--- What to do ---
Across the entries below, how many lines contain the string "stats"? Give only the count.

□ □ □ □ □ □ □

//! Output module for rendering and packaging crawl results
//!
//! This module handles:
//! - The rendering collaborator boundary (`SectionRenderer`) and its Markdown
//!   implementation
//! - Merging cover and sections into one continuously numbered document
//! - Per-category statistics and the end-of-run summary

mod markdown;
mod merger;
pub mod stats;
mod traits;

pub use markdown::{format_record_page, MarkdownRenderer, IMAGE_PLACEHOLDER, NO_DESCRIPTION};
pub use merger::{
    artifact_file_name, stamp_footer, write_artifact, DocumentMerger, MergedDocument,
    OutlineEntry, StampedPage, PAGE_SEPARATOR,
};
pub use stats::{print_statistics, write_statistics, CrawlStatistics, SessionOutcome};
pub use traits::{
    CoverDescriptor, Page, RenderError, RenderResult, Section, SectionMarker, SectionRenderer,
};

□ □ □ □ □ □ □

--- Answer ---
2